Extract precisely the lines of the entries below, from the first line through the line containing "pub const fn with_call_deadline(mut".

(Collected data)
::::

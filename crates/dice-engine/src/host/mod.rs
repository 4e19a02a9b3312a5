//! Module host: launches, multiplexes, and tears down plugin processes.
//!
//! One plugin process per module, launched on first need and kept for the
//! run. A plugin that times out, crashes, or fails its handshake lands on
//! the dead-list; subsequent dispatches to it fail fast with
//! `PluginUnavailable` instead of respawning mid-run.
//!
//! A plugin serves at most one `Handle` call at a time. A nested dispatch
//! reaching a busy plugin is refused rather than deadlocking the engine on
//! a process that is blocked inside its own call.

pub mod plugin;

use std::cell::{Cell, RefCell};
use std::collections::HashMap;
use std::path::PathBuf;
use std::time::Duration;

use dice_core::error::{Error, Result};
use dice_core::event::Event;
use dice_core::model::{Id, Module};
use dice_core::ports::{ModuleAdapter, ModuleInvoker};
use tracing::{info, warn};

pub use plugin::PluginHandle;

/// Default per-call deadline.
pub const DEFAULT_CALL_DEADLINE: Duration = Duration::from_secs(60);

/// Default plugin startup/handshake deadline.
pub const DEFAULT_STARTUP_DEADLINE: Duration = Duration::from_secs(10);

/// Default teardown grace period before a kill.
pub const DEFAULT_GRACE: Duration = Duration::from_secs(5);

enum PluginState {
    Live(PluginHandle),
    /// Taken out for an in-flight `Handle` call.
    Busy,
    Dead(String),
}

/// Owns every plugin process of a run.
pub struct ModuleHost {
    socket_dir: PathBuf,
    call_deadline: Duration,
    startup_deadline: Duration,
    grace: Duration,
    modules: RefCell<HashMap<Id, Module>>,
    plugins: RefCell<HashMap<Id, PluginState>>,
    next_broker: Cell<u32>,
}

impl ModuleHost {
    #[must_use]
    pub fn new(socket_dir: PathBuf) -> Self {
        Self {
            socket_dir,
            call_deadline: DEFAULT_CALL_DEADLINE,
            startup_deadline: DEFAULT_STARTUP_DEADLINE,
            grace: DEFAULT_GRACE,
            modules: RefCell::new(HashMap::new()),
            plugins: RefCell::new(HashMap::new()),
            next_broker: Cell::new(1),
        }
    }

    /// Overrides the per-call deadline.
    #[must_use]
    pub const fn with_call_deadline(mut self, deadline: Duration) -> Self {
        self.call_deadline = deadline;
        self
    }

    /// Overrides the teardown grace period.
    #[must_use]
    pub const fn with_grace(mut self, grace: Duration) -> Self {
        self.grace = grace;
        self
    }

    /// Makes a module launchable. Composition registers every module bound
    /// by a compiled node.
    pub fn register(&self, module: Module) {
        self.modules.borrow_mut().insert(module.id, module);
    }

    /// The property map of a running plugin, if it was launched.
    #[must_use]
    pub fn properties(&self, module_id: Id) -> Option<serde_json::Value> {
        match self.plugins.borrow().get(&module_id) {
            Some(PluginState::Live(handle)) => Some(handle.properties().clone()),
            _ => None,
        }
    }

    fn module(&self, module_id: Id) -> Result<Module> {
        self.modules
            .borrow()
            .get(&module_id)
            .cloned()
            .ok_or_else(|| Error::not_found("module", module_id))
    }

    fn fresh_brokers(&self) -> (u32, u32) {
        let adapter = self.next_broker.get();
        let propagate = adapter.wrapping_add(1);
        // Broker 0 is the control channel and is never handed out.
        self.next_broker.set(propagate.wrapping_add(1).max(1));
        (adapter, propagate)
    }

    /// Tears down every live plugin.
    pub fn shutdown_all(&self) {
        let plugins: Vec<(Id, PluginState)> = self.plugins.borrow_mut().drain().collect();
        for (id, state) in plugins {
            if let PluginState::Live(handle) = state {
                info!(module = %id, "shutting down plugin");
                handle.shutdown(self.grace);
            }
        }
    }

    /// Whether dispatches to this module currently fail fast.
    #[must_use]
    pub fn is_dead(&self, module_id: Id) -> bool {
        matches!(
            self.plugins.borrow().get(&module_id),
            Some(PluginState::Dead(_))
        )
    }
}

impl ModuleInvoker for ModuleHost {
    fn invoke(
        &self,
        module_id: Id,
        event: &Event,
        args: Option<&str>,
        adapter: &dyn ModuleAdapter,
        on_trigger: &mut dyn FnMut() -> Result<()>,
    ) -> Result<()> {
        let module = self.module(module_id)?;

        let state = self.plugins.borrow_mut().remove(&module_id);
        let mut handle = match state {
            Some(PluginState::Live(handle)) => handle,
            Some(PluginState::Busy) => {
                self.plugins
                    .borrow_mut()
                    .insert(module_id, PluginState::Busy);
                return Err(Error::PluginUnavailable {
                    module: module.name,
                    reason: "handle call already in flight".to_string(),
                });
            }
            Some(PluginState::Dead(reason)) => {
                self.plugins
                    .borrow_mut()
                    .insert(module_id, PluginState::Dead(reason.clone()));
                return Err(Error::PluginUnavailable {
                    module: module.name,
                    reason,
                });
            }
            None => match PluginHandle::launch(&module, &self.socket_dir, self.startup_deadline) {
                Ok(handle) => handle,
                Err(err) => {
                    warn!(module = %module.name, error = %err, "plugin launch failed");
                    self.plugins
                        .borrow_mut()
                        .insert(module_id, PluginState::Dead(err.to_string()));
                    return Err(err);
                }
            },
        };

        self.plugins
            .borrow_mut()
            .insert(module_id, PluginState::Busy);
        let (adapter_broker, propagate_broker) = self.fresh_brokers();
        let result = handle.handle(
            event,
            args,
            adapter,
            on_trigger,
            adapter_broker,
            propagate_broker,
            self.call_deadline,
        );

        // Transport and protocol failures have already killed the child;
        // dispatch and handler errors leave it running. Liveness is the
        // single source of truth for the dead-list.
        let next_state = if handle.is_alive() {
            PluginState::Live(handle)
        } else {
            let reason = result
                .as_ref()
                .err()
                .map_or_else(|| "process exited".to_string(), ToString::to_string);
            warn!(module = %module.name, %reason, "plugin marked dead");
            PluginState::Dead(reason)
        };
        self.plugins.borrow_mut().insert(module_id, next_state);
        result
    }

    fn is_dead(&self, module_id: Id) -> bool {
        ModuleHost::is_dead(self, module_id)
    }
}

#[cfg(test)]
mod tests {
    use super::*;
    use dice_core::event::{ENGINE_NODE, Event, EventKind};
    use dice_core::model::{Fingerprint, Host, Label, Scan, Source};

    struct NullAdapter;

    impl ModuleAdapter for NullAdapter {
        fn get_host(&self, id: Id) -> Result<Host> {
            Err(Error::not_found("host", id))
        }
        fn get_source(&self, id: Id) -> Result<Source> {
            Err(Error::not_found("source", id))
        }
        fn get_scan(&self, id: Id) -> Result<Scan> {
            Err(Error::not_found("scan", id))
        }
        fn add_hosts(&self, _: Vec<Host>) -> Result<Vec<Id>> {
            Ok(Vec::new())
        }
        fn add_fingerprints(&self, _: Vec<Fingerprint>) -> Result<Vec<Id>> {
            Ok(Vec::new())
        }
        fn add_labels(&self, _: Vec<Label>) -> Result<Vec<Id>> {
            Ok(Vec::new())
        }
        fn add_scans(&self, _: Vec<Scan>) -> Result<Vec<Id>> {
            Ok(Vec::new())
        }
        fn add_sources(&self, _: Vec<Source>) -> Result<Vec<Id>> {
            Ok(Vec::new())
        }
        fn query(&self, _: &str) -> Result<Vec<Host>> {
            Ok(Vec::new())
        }
    }

    fn broken_module() -> Module {
        Module {
            id: Id(3),
            name: "ghost".to_string(),
            location: "/nonexistent/dice-ghost".to_string(),
            hash: String::new(),
            tags: Vec::new(),
            properties: Default::default(),
        }
    }

    #[test]
    fn test_unregistered_module_is_not_found() {
        let dir = tempfile::tempdir().unwrap();
        let host = ModuleHost::new(dir.path().to_path_buf());
        let event = Event::new(ENGINE_NODE, EventKind::Host, Id(1));
        let err = host
            .invoke(Id(99), &event, None, &NullAdapter, &mut || Ok(()))
            .unwrap_err();
        assert!(matches!(err, Error::NotFound { kind: "module", .. }));
    }

    #[test]
    fn test_launch_failure_lands_on_dead_list() {
        let dir = tempfile::tempdir().unwrap();
        let host = ModuleHost::new(dir.path().to_path_buf());
        host.register(broken_module());
        let event = Event::new(ENGINE_NODE, EventKind::Host, Id(1));

        let err = host
            .invoke(Id(3), &event, None, &NullAdapter, &mut || Ok(()))
            .unwrap_err();
        assert!(matches!(err, Error::PluginStartup { .. }));
        assert!(host.is_dead(Id(3)));

        // Subsequent dispatches fail fast instead of respawning.
        let err = host
            .invoke(Id(3), &event, None, &NullAdapter, &mut || Ok(()))
            .unwrap_err();
        assert!(matches!(err, Error::PluginUnavailable { .. }));
    }

    #[test]
    fn test_fresh_brokers_never_hand_out_control() {
        let dir = tempfile::tempdir().unwrap();
        let host = ModuleHost::new(dir.path().to_path_buf());
        for _ in 0..64 {
            let (adapter, propagate) = host.fresh_brokers();
            assert_ne!(adapter, 0);
            assert_ne!(propagate, 0);
            assert_ne!(adapter, propagate);
        }
    }
}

::::

• RESULT OF THE TASK:
filename crates/dice-engine/src/host/mod.rs
repository 4e19a02a9b3312a5
//! Module host: launches, multiplexes, and tears down plugin processes.
//!
//! One plugin process per module, launched on first need and kept for the
//! run. A plugin that times out, crashes, or fails its handshake lands on
//! the dead-list; subsequent dispatches to it fail fast with
//! `PluginUnavailable` instead of respawning mid-run.
//!
//! A plugin serves at most one `Handle` call at a time. A nested dispatch
//! reaching a busy plugin is refused rather than deadlocking the engine on
//! a process that is blocked inside its own call.

pub mod plugin;

use std::cell::{Cell, RefCell};
use std::collections::HashMap;
use std::path::PathBuf;
use std::time::Duration;

use dice_core::error::{Error, Result};
use dice_core::event::Event;
use dice_core::model::{Id, Module};
use dice_core::ports::{ModuleAdapter, ModuleInvoker};
use tracing::{info, warn};

pub use plugin::PluginHandle;

/// Default per-call deadline.
pub const DEFAULT_CALL_DEADLINE: Duration = Duration::from_secs(60);

/// Default plugin startup/handshake deadline.
pub const DEFAULT_STARTUP_DEADLINE: Duration = Duration::from_secs(10);

/// Default teardown grace period before a kill.
pub const DEFAULT_GRACE: Duration = Duration::from_secs(5);

enum PluginState {
    Live(PluginHandle),
    /// Taken out for an in-flight `Handle` call.
    Busy,
    Dead(String),
}

/// Owns every plugin process of a run.
pub struct ModuleHost {
    socket_dir: PathBuf,
    call_deadline: Duration,
    startup_deadline: Duration,
    grace: Duration,
    modules: RefCell<HashMap<Id, Module>>,
    plugins: RefCell<HashMap<Id, PluginState>>,
    next_broker: Cell<u32>,
}

impl ModuleHost {
    #[must_use]
    pub fn new(socket_dir: PathBuf) -> Self {
        Self {
            socket_dir,
            call_deadline: DEFAULT_CALL_DEADLINE,
            startup_deadline: DEFAULT_STARTUP_DEADLINE,
            grace: DEFAULT_GRACE,
            modules: RefCell::new(HashMap::new()),
            plugins: RefCell::new(HashMap::new()),
            next_broker: Cell::new(1),
        }
    }

    /// Overrides the per-call deadline.
    #[must_use]
    pub const fn with_call_deadline(mut self, deadline: Duration) -> Self {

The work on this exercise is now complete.